YOUR TASK »
Every line containing the string "that" is to be copied from the records.

BEGIN LISTED ENTRIES

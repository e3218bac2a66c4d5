//! Error types for the table, engine and clock layers.
//!
//! Everything above these layers (configuration, storage, commands) works with
//! `anyhow::Result` and wraps these errors with context.

use chrono::NaiveDate;

/// Error type for all fallible operations on event tables and their derivatives.
#[derive(Debug, Clone, PartialEq, thiserror::Error)]
pub enum DaylightError {
    /// The table does not describe exactly one complete calendar year.
    #[error("malformed event table: {0}")]
    MalformedTable(TableDefect),

    /// A wake/sleep window that cannot be evaluated.
    #[error("invalid window [{start}s, {stop}s): {reason}")]
    InvalidWindow {
        start: i64,
        stop: i64,
        reason: &'static str,
    },

    /// A DST window that covers no dates.
    #[error("DST window starting {start} and ending {end} is empty")]
    InvalidDstWindow { start: NaiveDate, end: NaiveDate },
}

/// What exactly is wrong with a rejected table.
#[derive(Debug, Clone, PartialEq, thiserror::Error)]
pub enum TableDefect {
    #[error("{year} needs {expected} records, found {found}")]
    WrongRecordCount {
        year: i32,
        expected: usize,
        found: usize,
    },

    #[error("record {index} is dated {found}, expected {expected}")]
    OutOfSequence {
        index: usize,
        found: NaiveDate,
        expected: NaiveDate,
    },

    #[error("record {index} is dated {found}, outside {year}")]
    WrongYear {
        index: usize,
        found: NaiveDate,
        year: i32,
    },
}

impl From<TableDefect> for DaylightError {
    fn from(defect: TableDefect) -> Self {
        DaylightError::MalformedTable(defect)
    }
}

END LISTED ENTRIES

WRITTEN ANSWER »
    /// A wake/sleep window that cannot be evaluated.
    /// A DST window that covers no dates.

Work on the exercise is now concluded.